A contrario, l’effet nocebo peut également diminuer l’efficacité d’un traitement, ou faire ressentir des effets indésirables … d’un traitement inerte (4) !
Si l’évaluation de l’effet placebo est une entrave à l’évaluation « objective » de procédures d’algologie en RI, il faut avoir conscience de son existence, et en faire un allié dans le soin prodigué aux malades. Effectivement, cet outil relationnel permet d’améliorer le vécu du soin, et pour une certaine part les symptômes. Alors pourquoi en priver le/la malade ? (1)
Comment faire ?
Pour activer l’effet nocebo, c’est facile. Douter devant un malade de l’efficacité d’un traitement. Envisager d’emblée son échec. Ne pas parler au malade. Rentrer dans une pièce, lui mettre une aiguille dans le dos, puis partir. Insister sur les effets indésirables ou les risques d’un traitement. Lui remettre un compte-rendu listant exhaustivement l’ensemble de ses déshydratations discales, de ses pincements, de ses ostéophytes, sans explication visant à dédramatiser ces constats.
Pour activer l’effet placebo, ça demande plus d’investissement mais c’est faisable. En consultation diagnostique. Tout d’abord écouter le malade. L’informer de ce qu’on a trouvé en pondérant et donc en dédramatisant. Par exemple expliquer la très grande fréquences des images arthrosiques en imagerie musculo-squelettique (à ce sujet, gardez toujours à portée de clic cette infographie issue de l’article de Brinjikji (5)). Ce point est aujourd’hui un « standard of care » figurant même dans les recommandations récentes de la HAS (6).
En consultation interventionnelle, écouter le malade. Dépister les signes d’anxiété. Expliquer la procédure pour dédramatiser. Être positif, évidemment sans mentir en exagérant les résultats attendus.
Ainsi, une attitude empathique, ouverte, bienveillante, attentionnée, tend à exclure les éléments négatifs (peur, anxiété, fausses croyances sur sa maladie) qui tendent à augmenter les douleurs.

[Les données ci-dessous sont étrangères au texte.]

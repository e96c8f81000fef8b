//! Error kinds surfaced at the tracker boundary.

use thiserror::Error;

use crate::reports::exporter_csv::ExportError;
use crate::storage::data_file::DataFileError;

/// Errors returned by tracker operations.
///
/// Every operation the UI invokes returns one of these instead of panicking; the UI
/// turns the `Display` text into a message for the user.
#[derive(Debug, Error)]
pub enum TrackerError {
    /// A field failed to parse, was out of range, or named something outside the taxonomy.
    #[error("Invalid input: {0}")]
    InvalidInput(String),

    /// Logging an activity or setting a goal before a profile exists.
    #[error("Please set up a user profile first.")]
    ProfileRequired,

    /// A report or export was requested with nothing to report.
    #[error("{0}")]
    EmptyState(String),

    /// Loading or saving the data file failed.
    #[error("Persistence error: {0}")]
    Persistence(#[from] DataFileError),

    /// Writing a CSV export failed.
    #[error("Export error: {0}")]
    Export(String),
}

impl TrackerError {
    /// Build an `InvalidInput` error for a named field.
    pub fn invalid(field: &str, reason: impl std::fmt::Display) -> Self {
        TrackerError::InvalidInput(format!("{}: {}", field, reason))
    }
}

impl From<ExportError> for TrackerError {
    fn from(err: ExportError) -> Self {
        match err {
            ExportError::NoData => TrackerError::EmptyState(err.to_string()),
            other => TrackerError::Export(other.to_string()),
        }
    }
}

/// Parse a trimmed form field, mapping failures to `InvalidInput`.
pub(crate) fn parse_field<T>(field: &str, raw: &str) -> Result<T, TrackerError>
where
    T: std::str::FromStr,
{
    let trimmed = raw.trim();
    if trimmed.is_empty() {
        return Err(TrackerError::invalid(field, "value is required"));
    }
    trimmed
        .parse::<T>()
        .map_err(|_| TrackerError::invalid(field, format!("'{}' is not a valid number", trimmed)))
}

Le médecin peut être un agent thérapeutique par lui-même
Effectivement, si notre métier a une apparence/réputation très technique, le radiologue d’aujourd’hui peut faire beaucoup pour le malade à travers une communication directe empathique et positive. Outre le bénéfice apporté lors de chaque interaction, diagnostique ou thérapeutique, intégrer pleinement l’échange humain dans l’acte médical radiologique est sans nul doute un gage de qualité, d’attractivité et de pérennité pour notre profession.
Le Professeur Jean-François Budzik est radiologue musculo-squelettique et chef du service d’imagerie de l’Hôpital Saint Philibert/ Saint Vincent de Paul de Lille.
Post-scritpum
Cet article parle d’un sujet complexe dans un format volontairement très court.
Pour ceux et celles que le sujet intéresse, je vous recommande la lecture des articles suivants :
- Article d’un auteur de référence :
- Kaptchuk TJ, Miller FG. Placebo effects in medicine. N Engl J Med 2015; 373(1): 8-9.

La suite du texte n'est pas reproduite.